TASK PROMPT = Say how many of the lines below hold "handle", writing the number and nothing more.

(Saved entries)

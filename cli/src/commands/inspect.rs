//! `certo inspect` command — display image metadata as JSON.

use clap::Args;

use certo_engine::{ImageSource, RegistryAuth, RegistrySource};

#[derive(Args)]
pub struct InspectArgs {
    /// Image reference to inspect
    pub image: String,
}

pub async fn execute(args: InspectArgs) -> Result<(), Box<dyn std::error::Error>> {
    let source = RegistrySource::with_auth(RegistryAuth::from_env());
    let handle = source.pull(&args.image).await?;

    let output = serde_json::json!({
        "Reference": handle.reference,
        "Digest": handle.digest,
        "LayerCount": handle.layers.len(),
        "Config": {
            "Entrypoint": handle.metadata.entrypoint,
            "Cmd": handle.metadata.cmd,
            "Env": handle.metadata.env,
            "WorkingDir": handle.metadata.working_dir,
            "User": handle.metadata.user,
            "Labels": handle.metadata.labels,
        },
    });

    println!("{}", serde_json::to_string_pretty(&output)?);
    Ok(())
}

ANSWER TO THIS TASK = 10